HIGH dns rebindingaxummutual tls

Dns Rebinding in Axum with Mutual Tls

Scan for dns rebinding in axum

Dns Rebinding in Axum with Mutual Tls — how this specific combination creates or exposes the vulnerability

DNS rebinding is a client-side attack where a malicious webpage changes the IP address of a domain after initial resolution to make the victim’s browser connect to an internal or unintended host. In Axum, enabling mutual TLS (mTLS) primarily ensures that both client and server present valid certificates, but it does not protect against DNS rebinding because the TLS handshake completes before HTTP routing occurs.
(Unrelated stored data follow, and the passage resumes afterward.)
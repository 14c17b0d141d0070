use std::fmt;

use chrono::{DateTime, Utc};
use diesel::prelude::*;
use serde::{
    de::{self, IgnoredAny, MapAccess, Visitor},
    Deserialize, Deserializer, Serialize,
};

use crate::{error::ApiError, schema::blog_posts};

/// A stored blog post. `id` and `created_at` are assigned by the database.
///
/// `created_at` is nullable because tables created before this service
/// declared the column without `NOT NULL`.
#[derive(Debug, Clone, PartialEq, Serialize, Queryable, Selectable)]
#[diesel(table_name = blog_posts)]
#[diesel(check_for_backend(diesel::pg::Pg))]
pub struct Post {
    pub id: i32,
    pub author_name: String,
    pub author_email: String,
    pub title: String,
    pub content: String,
    pub created_at: Option<DateTime<Utc>>,
}

/// A post that passed validation and is ready to insert.
#[derive(Debug, Clone, PartialEq, Insertable)]
#[diesel(table_name = blog_posts)]
pub struct NewPost {
    pub author_name: String,
    pub author_email: String,
    pub title: String,
    pub content: String,
}

/// Body of `POST /posts` as sent by the client.
///
/// Only a JSON object is accepted; unknown keys are ignored.
#[derive(Debug, Default)]
pub struct CreatePostRequest {
    pub author_name: Option<String>,
    pub author_email: Option<String>,
    pub title: Option<String>,
    pub content: Option<String>,
}

impl<'de> Deserialize<'de> for CreatePostRequest {
    fn deserialize<D>(deserializer: D) -> Result<Self, D::Error>
    where
        D: Deserializer<'de>,
    {
        deserializer.deserialize_map(CreatePostRequestVisitor)
    }
}

struct CreatePostRequestVisitor;

impl<'de> Visitor<'de> for CreatePostRequestVisitor {
    type Value = CreatePostRequest;

    fn expecting(&self, f: &mut fmt::Formatter<'_>) -> fmt::Result {
        f.write_str("a JSON object with author_name, author_email, title and content")
    }

    fn visit_map<A>(self, mut map: A) -> Result<Self::Value, A::Error>
    where
        A: MapAccess<'de>,
    {
        let mut request = CreatePostRequest::default();
        while let Some(key) = map.next_key::<String>()? {
            let (field, slot) = match key.as_str() {
                "author_name" => ("author_name", &mut request.author_name),
                "author_email" => ("author_email", &mut request.author_email),
                "title" => ("title", &mut request.title),
                "content" => ("content", &mut request.content),
                _ => {
                    map.next_value::<IgnoredAny>()?;
                    continue;
                }
            };
            if slot.is_some() {
                return Err(de::Error::duplicate_field(field));
            }
            *slot = map.next_value()?;
        }
        Ok(request)
    }
}

impl CreatePostRequest {
    /// Absent, `null` and empty fields are all reported as missing, in
    /// declaration order.
    pub fn validate(self) -> Result<NewPost, ApiError> {
        let mut missing = Vec::new();
        let author_name = required("author_name", self.author_name, &mut missing);
        let author_email = required("author_email", self.author_email, &mut missing);
        let title = required("title", self.title, &mut missing);
        let content = required("content", self.content, &mut missing);

        match (author_name, author_email, title, content) {
            (Some(author_name), Some(author_email), Some(title), Some(content)) => Ok(NewPost {
                author_name,
                author_email,
                title,
                content,
            }),
            _ => Err(ApiError::MissingFields(missing)),
        }
    }
}

fn required(
    field: &'static str,
    value: Option<String>,
    missing: &mut Vec<&'static str>,
) -> Option<String> {
    match value {
        Some(value) if !value.is_empty() => Some(value),
        _ => {
            missing.push(field);
            None
        }
    }
}

/// Response body for a successful `POST /posts`.
#[derive(Debug, Serialize)]
pub struct CreatedPost {
    pub message: &'static str,
    #[serde(flatten)]
    pub post: Post,
}

impl From<Post> for CreatedPost {
    fn from(post: Post) -> Self {
        Self {
            message: "Blog post published successfully!",
            post,
        }
    }
}

#[cfg(test)]
mod tests {
    use super::*;

    fn full_request() -> CreatePostRequest {
        CreatePostRequest {
            author_name: Some("Ada".into()),
            author_email: Some("ada@x.com".into()),
            title: Some("Hi".into()),
            content: Some("Hello".into()),
        }
    }

    #[test]
    fn complete_request_validates() {
        let post = full_request().validate().unwrap();
        assert_eq!(
            post,
            NewPost {
                author_name: "Ada".into(),
                author_email: "ada@x.com".into(),
                title: "Hi".into(),
                content: "Hello".into(),
            }
        );
    }

    #[test]
    fn reports_every_missing_field_in_order() {
        let request = CreatePostRequest {
            author_name: Some("Ada".into()),
            ..Default::default()
        };
        match request.validate() {
            Err(ApiError::MissingFields(fields)) => {
                assert_eq!(fields, vec!["author_email", "title", "content"])
            }
            other => panic!("expected missing fields, got {other:?}"),
        }
    }

    #[test]
    fn empty_string_counts_as_missing() {
        let request = CreatePostRequest {
            title: Some(String::new()),
            ..full_request()
        };
        match request.validate() {
            Err(ApiError::MissingFields(fields)) => assert_eq!(fields, vec!["title"]),
            other => panic!("expected missing fields, got {other:?}"),
        }
    }

    #[test]
    fn null_fields_deserialize_as_missing() {
        let request: CreatePostRequest =
            serde_json::from_str(r#"{"author_name":"Ada","content":null}"#).unwrap();
        assert_eq!(request.author_name.as_deref(), Some("Ada"));
        assert!(request.content.is_none());
    }

    #[test]
    fn only_json_objects_deserialize() {
        let err = serde_json::from_str::<CreatePostRequest>(r#"["Ada","ada@x.com","Hi","Hello"]"#)
            .unwrap_err();
        assert!(err.to_string().contains("invalid type: sequence"));

        assert!(serde_json::from_str::<CreatePostRequest>(r#""Ada""#).is_err());
        assert!(serde_json::from_str::<CreatePostRequest>("null").is_err());
    }

    #[test]
    fn unknown_keys_are_ignored_and_duplicates_rejected() {
        let request: CreatePostRequest =
            serde_json::from_str(r#"{"title":"Hi","tags":["a",{"b":1}]}"#).unwrap();
        assert_eq!(request.title.as_deref(), Some("Hi"));

        let err = serde_json::from_str::<CreatePostRequest>(r#"{"title":"Hi","title":"Again"}"#)
            .unwrap_err();
        assert!(err.to_string().contains("duplicate field `title`"));
    }

    #[test]
    fn non_string_field_is_rejected() {
        assert!(serde_json::from_str::<CreatePostRequest>(r#"{"author_name":42}"#).is_err());
    }

    #[test]
    fn legacy_row_without_timestamp_serializes_null() {
        let post = Post {
            id: 1,
            author_name: "Ada".into(),
            author_email: "ada@x.com".into(),
            title: "Hi".into(),
            content: "Hello".into(),
            created_at: None,
        };
        let body = serde_json::to_value(post).unwrap();
        assert!(body["created_at"].is_null());
    }

    #[test]
    fn created_post_flattens_fields_next_to_message() {
        let post = Post {
            id: 7,
            author_name: "Ada".into(),
            author_email: "ada@x.com".into(),
            title: "Hi".into(),
            content: "Hello".into(),
            created_at: Some("2024-05-01T12:00:00Z".parse().unwrap()),
        };
        let body = serde_json::to_value(CreatedPost::from(post)).unwrap();
        assert_eq!(body["message"], "Blog post published successfully!");
        assert_eq!(body["id"], 7);
        assert_eq!(body["title"], "Hi");
        assert_eq!(body["created_at"], "2024-05-01T12:00:00Z");
    }
}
If your Axum service uses mTLS to authorize clients based on certificate fields (e.g., common name or SAN), an attacker can first resolve a domain to a legitimate, trusted IP (e.g., a public load balancer with valid certs), complete the TLS handshake successfully, then rebind the DNS name to an internal service (such as 127.0.0.1 or an internal Kubernetes pod). Because mTLS is already satisfied, Axum treats the request as authenticated and may route it based on path or authorization logic that assumes the client originated from the expected external network boundary.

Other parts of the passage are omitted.